WECA Data Platform: Admin Guide

Creating, managing, and maintaining the DuckLake catalogue and S3 pins

Author

West of England Combined Authority

Published

March 21, 2026

Introduction

This guide covers the administration of WECA’s shared data platform: the DuckLake catalogue, S3 pin storage, refresh pipeline, and validation procedures. It is intended for administrators who need to set up, maintain, or troubleshoot the system.

For analyst-facing documentation (reading data, querying, spatial workflows), see the Analyst Guide.

System Overview

The platform stores 18 curated datasets (10 non-spatial, 8 spatial) with two access routes for analysts:

  • Pins – parquet files on S3, readable directly into R/Python data frames
  • DuckLake – a versioned catalogue with SQL access, time travel, and pre-built views

Both routes serve the same underlying data. The admin’s job is to keep them in sync and validated.

flowchart LR
    subgraph Local["Local Machine"]
        SRC[(mca_env_base.duckdb<br/>~/projects/data-lake/data_lake/)]
        CAT[(mca_env.ducklake<br/>Catalogue Metadata)]
    end

    subgraph S3["S3: stevecrawshaw-bucket"]
        DL[ducklake/data/<br/>Parquet files]
        PINS[pins/<br/>Versioned parquet]
    end

    subgraph Analysts["Analyst Access"]
        SQL[DuckDB CLI + SQL]
        R[R pins::pin_read]
        PY[Python pins.pin_read]
    end

    SRC -->|refresh.R| CAT
    SRC -->|refresh.R| DL
    SRC -->|refresh.R| PINS
    CAT --- DL
    DL --> SQL
    PINS --> R
    PINS --> PY
Figure 1: System architecture: source database, DuckLake catalogue, and S3 pins

Key Facts

Item Value
AWS region eu-west-2 (London)
S3 bucket stevecrawshaw-bucket
DuckLake data prefix ducklake/data/
Pins prefix pins/
Catalogue file (local) data/mca_env.ducklake
Source database ~/projects/data-lake/data_lake/mca_env_base.duckdb
Tables 18 (10 non-spatial, 8 spatial)
Views 12 (mostly WECA-filtered)
Column comments 403
Snapshot retention 90 days

Prerequisites

Software

  • DuckDB CLI – on PATH, with extensions: ducklake, httpfs, aws, spatial
  • R (>= 4.3) with packages: pins, arrow, sf, duckdb, DBI
  • Python (3.10+) with: pins[aws], pyarrow, s3fs, boto3, duckdb, geopandas
  • uv – Python package manager (install deps with uv sync)

AWS Credentials

All S3 access uses the AWS credential chain.

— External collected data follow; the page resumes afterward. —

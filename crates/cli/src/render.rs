//! Plain-text rendering of results.

use std::fmt::Write as _;

use marquee_results::{Hit, Origin, SearchResults, parse_emphasis};

/// Label of one hit: the highlighted `attribute` with matches in brackets,
/// falling back to the raw value and then the object id.
pub fn hit_label(hit: &Hit, attribute: &str) -> String {
	if let Some(highlight) = hit.highlight(attribute) {
		let emphasis = parse_emphasis(&highlight.value);
		let mut label = String::with_capacity(emphasis.text.len() + 2 * emphasis.ranges.len());
		let mut cursor = 0;
		for range in &emphasis.ranges {
			label.push_str(&emphasis.text[cursor..range.start]);
			label.push('[');
			label.push_str(&emphasis.text[range.clone()]);
			label.push(']');
			cursor = range.end;
		}
		label.push_str(&emphasis.text[cursor..]);
		return label;
	}
	hit.str_at(attribute)
		.or_else(|| hit.object_id())
		.unwrap_or("<unnamed>")
		.to_string()
}

/// Hits `from..` of `results`, numbered from 1, with a trailing year when present.
pub fn hits(results: &SearchResults, attribute: &str, from: usize) -> String {
	let mut out = String::new();
	for (position, hit) in results.hits().iter().enumerate().skip(from) {
		let _ = write!(out, "{:>4}. {}", position + 1, hit_label(hit, attribute));
		if let Some(year) = hit.f64_at("year") {
			let _ = write!(out, " ({year})");
		}
		out.push('\n');
	}
	out
}

pub fn summary(results: &SearchResults) -> String {
	let origin = match results.origin() {
		Origin::Remote => "remote",
		Origin::Local => "local",
	};
	format!(
		"{} hits, {} shown, page {}/{} in {} ms ({origin})",
		results.total_hits(),
		results.len(),
		results.page() + 1,
		results.total_pages().max(1),
		results.processing_time_ms(),
	)
}

/// `name: value (count), ...`, refined values marked with `*`.
pub fn facet(results: &SearchResults, name: &str) -> String {
	let refinements = results.query().filters.build_filter_refinement_map();
	let refined = refinements.get(name);
	let values: Vec<String> = results
		.facets(name)
		.iter()
		.map(|value| {
			let marker = if refined.is_some_and(|values| values.contains(&value.value)) { "*" } else { "" };
			format!("{marker}{} ({})", value.value, value.count)
		})
		.collect();
	if values.is_empty() {
		format!("{name}: -")
	} else {
		format!("{name}: {}", values.join(", "))
	}
}
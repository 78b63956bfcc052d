use std::collections::BTreeMap;
use std::sync::Arc;

use marquee_query::QuerySpec;

use crate::accumulator::PageMeta;
use crate::facets::{FacetCache, FacetValue};
use crate::hit::Hit;
use crate::page::{FacetCounts, Origin};

/// Reconciled results delivered to the result handler for one accepted response.
#[derive(Debug, Clone)]
pub struct SearchResults {
	pub(crate) sequence: u64,
	pub(crate) query: Arc<QuerySpec>,
	pub(crate) hits: Arc<Vec<Hit>>,
	pub(crate) first_page: usize,
	pub(crate) meta: PageMeta,
	pub(crate) is_initial_page: bool,
	pub(crate) facet_counts: Arc<FacetCounts>,
	pub(crate) refined: Arc<BTreeMap<String, Vec<String>>>,
	pub(crate) facet_cache: Arc<FacetCache>,
}

impl SearchResults {
	/// Sequence number of the request whose response produced these results.
	pub fn sequence(&self) -> u64 {
		self.sequence
	}

	/// Query snapshot the results answer.
	pub fn query(&self) -> &QuerySpec {
		&self.query
	}

	/// Hits of every merged page, in order.
	pub fn hits(&self) -> &[Hit] {
		&self.hits
	}

	pub fn len(&self) -> usize {
		self.hits.len()
	}

	pub fn is_empty(&self) -> bool {
		self.hits.is_empty()
	}

	pub fn total_hits(&self) -> usize {
		self.meta.total_hits
	}

	pub fn total_pages(&self) -> usize {
		self.meta.total_pages
	}

	pub fn first_page(&self) -> usize {
		self.first_page
	}

	/// Last merged page.
	pub fn page(&self) -> usize {
		self.meta.page
	}

	pub fn hits_per_page(&self) -> usize {
		self.meta.hits_per_page
	}

	/// Processing time of the last merged page.
	pub fn processing_time_ms(&self) -> u64 {
		self.meta.processing_time_ms
	}

	pub fn origin(&self) -> Origin {
		self.meta.origin
	}

	pub fn exhaustive_facet_counts(&self) -> bool {
		self.meta.exhaustive_facet_counts
	}

	/// True when these results start a new query rather than extend one.
	pub fn is_initial_page(&self) -> bool {
		self.is_initial_page
	}

	pub fn has_more_pages(&self) -> bool {
		self.meta.page + 1 < self.meta.total_pages
	}

	/// Values of facet `name`, including zero-count entries for refined values.
	pub fn facets(&self, name: &str) -> Arc<[FacetValue]> {
		self.facet_cache.get_or_compute(name, &self.facet_counts, &self.refined)
	}
}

Configure:

~/.aws/credentials:

[default]
aws_access_key_id = <YOUR_KEY>
aws_secret_access_key = <YOUR_SECRET>

~/.aws/config:

[default]
region = eu-west-2
output = json
Warning

The region must be eu-west-2. Other regions will produce access denied errors.

Verify S3 Access

duckdb < scripts/verify_s3_access.sql

This loads the credential chain and lists the bucket root and pins prefix. If it fails, check your ~/.aws/credentials file.

DuckLake Catalogue

What Is DuckLake?

DuckLake is a DuckDB extension that provides a catalogue layer over parquet files stored on S3. The catalogue metadata (table definitions, comments, snapshots) lives in a local .ducklake file. The actual data lives as parquet files on S3.

flowchart TB
    subgraph Catalogue["Local Catalogue (mca_env.ducklake)"]
        META[Table definitions]
        COMMENTS[Column comments<br/>403 documented]
        SNAPSHOTS[Snapshots<br/>Time travel history]
        VIEWS[12 pre-built views]
    end

    subgraph S3Data["S3: ducklake/data/"]
        P1[table1.parquet]
        P2[table2.parquet]
        P3[...]
        P18[table18.parquet]
    end

    META --> S3Data
    SNAPSHOTS --> S3Data
Figure 2: DuckLake separates metadata (local) from data (S3)
ImportantKey limitation

DuckDB cannot create .ducklake files on S3. The catalogue metadata must remain on the local filesystem. Only the parquet data files are stored on S3.

Creating the Catalogue

The catalogue is created from the source database (~/projects/data-lake/data_lake/mca_env_base.duckdb) which contains all 18 tables pre-loaded.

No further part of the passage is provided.